### Task to carry out
Using the data below, return every line that holds the word "Encode".

[Dataset items]
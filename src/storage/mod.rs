//! Persistence of the garden layout into a key-value store.
//!
//! A layout is stored under a single key as a JSON array of
//! `{ "id", "vegetableId", "x", "y" }` objects.

mod error;
mod file;
mod memory;

use log::{info, warn};

use crate::models::garden::PlacedVegetable;

pub use error::StorageError;
pub use file::FileStore;
pub use memory::MemoryStore;

/// Default key the layout is saved under.
pub const DEFAULT_LAYOUT_KEY: &str = "garden-layout";

/// Keys are plain names: ASCII alphanumerics, `-`, `_` and `.`, not
/// starting with a dot.
pub fn is_valid_key(key: &str) -> bool {
    !key.is_empty()
        && !key.starts_with('.')
        && key
            .chars()
            .all(|c| c.is_ascii_alphanumeric() || matches!(c, '-' | '_' | '.'))
}

/// Minimal string key-value store.
pub trait KeyValueStore: Send + Sync {
    fn get(&self, key: &str) -> Result<Option<String>, StorageError>;
    fn set(&self, key: &str, value: &str) -> Result<(), StorageError>;
}

/// Serialises `entries` and writes them under `key`.
pub fn save_layout(
    store: &dyn KeyValueStore,
    key: &str,
    entries: &[PlacedVegetable],
) -> Result<(), StorageError> {
    let json = serde_json::to_string(entries)?;
    store.set(key, &json)?;
    info!("saved {} placement(s) under '{key}'", entries.len());
    Ok(())
}

/// Reads the layout stored under `key`.
///
/// A missing key, an unreadable store or malformed data all yield an empty
/// layout; the latter two are logged.
pub fn load_layout(store: &dyn KeyValueStore, key: &str) -> Vec<PlacedVegetable> {
    let raw = match store.get(key) {
        Ok(Some(raw)) => raw,
        Ok(None) => return Vec::new(),
        Err(e) => {
            warn!("failed to read saved garden '{key}': {e}");
            return Vec::new();
        }
    };
    match serde_json::from_str::<Vec<PlacedVegetable>>(&raw) {
        Ok(entries) => {
            info!("loaded {} placement(s) from '{key}'", entries.len());
            entries
        }
        Err(e) => {
            warn!("failed to load saved garden '{key}': {e}");
            Vec::new()
        }
    }
}
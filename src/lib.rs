pub mod api;
pub mod config;
pub mod data;
pub mod logic;
pub mod models;
pub mod storage;
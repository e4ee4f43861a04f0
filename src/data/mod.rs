pub mod vegetables;
pub mod garden;
pub mod request;
pub mod vegetable;
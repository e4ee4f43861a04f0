pub mod handlers;
pub mod openapi;
pub mod routes;
pub mod state;
use actix_web::{middleware, web, App, HttpServer};
use log::{info, warn};
use utoipa::OpenApi;
use utoipa_swagger_ui::SwaggerUi;

use garden::{
    api::{openapi::ApiDoc, state::GardenState},
    config::AppConfig,
    logic::companion::catalog_asymmetries,
    storage::FileStore,
};

#[actix_web::main]
async fn main() -> std::io::Result<()> {
    // .env may carry RUST_LOG, so load it before the logger.
    let _ = dotenvy::dotenv();
    env_logger::Builder::from_env(env_logger::Env::default().default_filter_or("info")).init();
    let config = AppConfig::from_env();

    for asymmetry in catalog_asymmetries() {
        warn!(
            "catalog lists {} -> {} as {:?} but not the reverse",
            asymmetry.from, asymmetry.to, asymmetry.relationship
        );
    }

    let storage = FileStore::new(config.data_dir.clone());
    let state = web::Data::new(GardenState::restored(
        Box::new(storage),
        config.layout_key.clone(),
    ));

    let bind_addr = config.bind_addr.clone();
    info!("🌱 Garden API started at http://{bind_addr}");
    info!("   GET    /api/vegetables");
    info!("   GET    /api/relationship?a={{id}}&b={{id}}");
    info!("   GET    /api/garden");
    info!("   POST   /api/garden/placements");
    info!("   DELETE /api/garden/placements/{{id}}");
    info!("   POST   /api/garden/save");
    info!("   layout key '{}' in {}", config.layout_key, config.data_dir.display());
    info!("   📖 Swagger UI → http://{bind_addr}/swagger-ui/");
    info!("   📌 OpenAPI spec → http://{bind_addr}/api-docs/openapi.json");
    HttpServer::new(move || {
        App::new()
            .wrap(middleware::Logger::default())
            .app_data(state.clone())
            .configure(garden::api::routes::configure)
            .service(
                SwaggerUi::new("/swagger-ui/{_:.*}")
                    .url("/api-docs/openapi.json", ApiDoc::openapi()),
            )
    })
    .bind(bind_addr)?
    .run()
    .await
}
use std::fmt;

/// Errors raised by a key-value store or while encoding a layout for it.
#[derive(Debug)]
pub enum StorageError {
    /// I/O error (permission denied, disk full, etc.)
    Io(std::io::Error),
    /// The layout could not be serialised.
    Encode(String),
    /// The key cannot be mapped onto the backing medium.
    InvalidKey(String),
}

impl fmt::Display for StorageError {
    fn fmt(&self, f: &mut fmt::Formatter<'_>) -> fmt::Result {
        match self {
            StorageError::Io(e) => write!(f, "I/O error: {e}"),
            StorageError::Encode(msg) => write!(f, "Encoding error: {msg}"),
            StorageError::InvalidKey(key) => write!(f, "Invalid storage key: '{key}'"),
        }
    }
}

impl std::error::Error for StorageError {
    fn source(&self) -> Option<&(dyn std::error::Error + 'static)> {
        match self {
            StorageError::Io(e) => Some(e),
            _ => None,
        }
    }
}

impl From<std::io::Error> for StorageError {
    fn from(e: std::io::Error) -> Self {
        StorageError::Io(e)
    }
}

impl From<serde_json::Error> for StorageError {
    fn from(e: serde_json::Error) -> Self {
        StorageError::Encode(e.to_string())
    }
}

#[cfg(test)]
mod tests {
    use super::*;

    #[test]
    fn test_display_io() {
        let err = StorageError::Io(std::io::Error::new(
            std::io::ErrorKind::PermissionDenied,
            "read-only",
        ));
        let msg = format!("{err}");
        assert!(msg.contains("I/O error"), "got: {msg}");
        assert!(msg.contains("read-only"), "got: {msg}");
    }

    #[test]
    fn test_display_invalid_key() {
        let msg = StorageError::InvalidKey("../etc".into()).to_string();
        assert!(msg.contains("../etc"), "got: {msg}");
    }

    #[test]
    fn test_from_io_keeps_source() {
        let err: StorageError = std::io::Error::new(std::io::ErrorKind::Other, "boom").into();
        assert!(matches!(err, StorageError::Io(_)));
        assert!(std::error::Error::source(&err).is_some());
    }
}
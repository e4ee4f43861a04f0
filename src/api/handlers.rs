pub mod garden;
pub mod vegetables;
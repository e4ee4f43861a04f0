use std::collections::HashMap;
use std::sync::{Mutex, PoisonError};

use super::{KeyValueStore, StorageError};

/// Process-local key-value store; contents are lost on exit.
#[derive(Debug, Default)]
pub struct MemoryStore {
    values: Mutex<HashMap<String, String>>,
}

impl MemoryStore {
    pub fn new() -> Self {
        Self::default()
    }
}

impl KeyValueStore for MemoryStore {
    fn get(&self, key: &str) -> Result<Option<String>, StorageError> {
        let values = self.values.lock().unwrap_or_else(PoisonError::into_inner);
        Ok(values.get(key).cloned())
    }

    fn set(&self, key: &str, value: &str) -> Result<(), StorageError> {
        let mut values = self.values.lock().unwrap_or_else(PoisonError::into_inner);
        values.insert(key.to_string(), value.to_string());
        Ok(())
    }
}
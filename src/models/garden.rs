use serde::{Deserialize, Serialize};
use utoipa::ToSchema;

/// One vegetable instance placed on the garden plane.
///
/// This is also the persisted shape: a saved layout is a JSON array of
/// `{ "id", "vegetableId", "x", "y" }` objects.
#[derive(Debug, Clone, PartialEq, Serialize, Deserialize, ToSchema)]
#[serde(rename_all = "camelCase")]
pub struct PlacedVegetable {
    /// Unique instance id (UUID v4).
    pub id: String,
    /// Catalog id. May reference a vegetable that no longer exists.
    pub vegetable_id: String,
    pub x: f64,
    pub y: f64,
}

/// Relationship between two vegetables, derived from catalog data.
#[derive(Debug, Clone, Copy, PartialEq, Eq, Serialize, Deserialize, ToSchema)]
#[serde(rename_all = "lowercase")]
pub enum Relationship {
    Good,
    Bad,
    Neutral,
}

/// One classified, unordered pair of placed instances.
#[derive(Debug, Clone, PartialEq, Serialize, Deserialize, ToSchema)]
#[serde(rename_all = "camelCase")]
pub struct Pairing {
    /// Instance id of the earlier placement.
    pub first: String,
    /// Instance id of the later placement.
    pub second: String,
    pub first_vegetable: String,
    pub second_vegetable: String,
    pub relationship: Relationship,
}

/// Good and bad pairs among the placed vegetables. Neutral pairs are omitted.
#[derive(Debug, Clone, Default, PartialEq, Serialize, Deserialize, ToSchema)]
pub struct PairReport {
    pub good: Vec<Pairing>,
    pub bad: Vec<Pairing>,
}

/// Placed instances to highlight while a vegetable is selected for placement.
#[derive(Debug, Clone, Default, PartialEq, Serialize, Deserialize, ToSchema)]
pub struct Highlights {
    pub good: Vec<String>,
    pub bad: Vec<String>,
}

/// A catalog edge `from -> to` that has no matching `to -> from` edge.
#[derive(Debug, Clone, PartialEq, Serialize, Deserialize, ToSchema)]
pub struct Asymmetry {
    pub from: String,
    pub to: String,
    pub relationship: Relationship,
}
use utoipa::OpenApi;

use crate::models::{
    garden::{Asymmetry, Highlights, PairReport, Pairing, PlacedVegetable, Relationship},
    request::{
        CompanionInfo, CompanionsApiResponse, CompanionsResponse, ErrorResponse,
        GardenApiResponse, GardenResponse, HighlightsApiResponse, Link, Pagination,
        PairReportApiResponse, PersistApiResponse, PersistResponse, PlaceRequest,
        PlacementApiResponse, RelationshipApiResponse, RelationshipResponse,
        VegetableApiResponse, VegetableListResponse, VegetableResponse,
    },
    vegetable::Vegetable,
};

#[derive(OpenApi)]
#[openapi(
    info(
        title = "Garden Friend Finder API",
        description = "Companion-planting garden planner: browse the vegetable catalog, place vegetables in a garden and see which neighbours help or harm each other.",
        version = "1.0.0",
        license(name = "MIT"),
    ),
    paths(
        crate::api::handlers::vegetables::list_vegetables,
        crate::api::handlers::vegetables::get_vegetable,
        crate::api::handlers::vegetables::get_companions,
        crate::api::handlers::vegetables::get_relationship,
        crate::api::handlers::garden::get_garden,
        crate::api::handlers::garden::restore_garden,
        crate::api::handlers::garden::clear_garden,
        crate::api::handlers::garden::place_vegetable,
        crate::api::handlers::garden::remove_placement,
        crate::api::handlers::garden::get_relationships,
        crate::api::handlers::garden::preview_placement,
        crate::api::handlers::garden::save_garden,
        crate::api::handlers::garden::load_garden,
    ),
    components(
        schemas(
            // Catalog
            Vegetable, VegetableResponse, CompanionInfo, CompanionsResponse,
            // Relationships
            Relationship, RelationshipResponse, Pairing, PairReport, Highlights, Asymmetry,
            // Garden
            PlacedVegetable, PlaceRequest, GardenResponse, PersistResponse,
            // Shared
            Link, Pagination, ErrorResponse,
            // Concrete response envelopes (via #[aliases])
            VegetableApiResponse,
            VegetableListResponse,
            CompanionsApiResponse,
            RelationshipApiResponse,
            GardenApiResponse,
            PlacementApiResponse,
            PairReportApiResponse,
            HighlightsApiResponse,
            PersistApiResponse,
        )
    ),
    tags(
        (name = "vegetables", description = "Vegetable catalog: list, detail, companion lookup, pair classification"),
        (name = "garden",     description = "Garden session: place, remove, clear, restore, save and load placements"),
    )
)]
pub struct ApiDoc;

#[cfg(test)]
mod tests {
    use super::*;

    #[test]
    fn test_openapi_lists_every_route() {
        let doc = ApiDoc::openapi();
        for path in [
            "/api/vegetables",
            "/api/vegetables/{id}",
            "/api/vegetables/{id}/companions",
            "/api/relationship",
            "/api/garden",
            "/api/garden/placements",
            "/api/garden/placements/{id}",
            "/api/garden/relationships",
            "/api/garden/preview",
            "/api/garden/save",
            "/api/garden/load",
        ] {
            assert!(doc.paths.paths.contains_key(path), "missing path {path}");
        }
    }
}
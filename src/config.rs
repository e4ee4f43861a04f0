use std::net::SocketAddr;
use std::path::PathBuf;

use log::warn;

use crate::storage::{is_valid_key, DEFAULT_LAYOUT_KEY};

pub const DEFAULT_BIND_ADDR: &str = "0.0.0.0:8080";
pub const DEFAULT_DATA_DIR: &str = "./data";

/// Server settings, read from the environment (and `.env` when present).
#[derive(Debug, Clone, PartialEq)]
pub struct AppConfig {
    pub bind_addr: String,
    /// Directory of the file-backed key-value store.
    pub data_dir: PathBuf,
    /// Key the garden layout is saved under.
    pub layout_key: String,
}

impl Default for AppConfig {
    fn default() -> Self {
        Self {
            bind_addr: DEFAULT_BIND_ADDR.into(),
            data_dir: PathBuf::from(DEFAULT_DATA_DIR),
            layout_key: DEFAULT_LAYOUT_KEY.into(),
        }
    }
}

impl AppConfig {
    /// Reads `GARDEN_BIND_ADDR`, `GARDEN_DATA_DIR` and `GARDEN_LAYOUT_KEY`
    /// from the process environment. `main` loads `.env` beforehand.
    pub fn from_env() -> Self {
        Self::from_lookup(|key| std::env::var(key).ok())
    }

    /// Builds a config from an arbitrary variable source. Unset or empty
    /// variables keep their default; invalid ones are logged and ignored.
    pub fn from_lookup(lookup: impl Fn(&str) -> Option<String>) -> Self {
        let get = |key: &str| lookup(key).map(|v| v.trim().to_string()).filter(|v| !v.is_empty());
        let mut config = Self::default();

        if let Some(addr) = get("GARDEN_BIND_ADDR") {
            if addr.parse::<SocketAddr>().is_ok() {
                config.bind_addr = addr;
            } else {
                warn!(
                    "GARDEN_BIND_ADDR '{addr}' is not a socket address, using {DEFAULT_BIND_ADDR}"
                );
            }
        }
        if let Some(dir) = get("GARDEN_DATA_DIR") {
            config.data_dir = PathBuf::from(dir);
        }
        if let Some(key) = get("GARDEN_LAYOUT_KEY") {
            if is_valid_key(&key) {
                config.layout_key = key;
            } else {
                warn!("GARDEN_LAYOUT_KEY '{key}' is not a valid key, using {DEFAULT_LAYOUT_KEY}");
            }
        }
        config
    }
}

### Solution to the problem
    Encode(String),
            StorageError::Encode(msg) => write!(f, "Encoding error: {msg}"),
        StorageError::Encode(e.to_string())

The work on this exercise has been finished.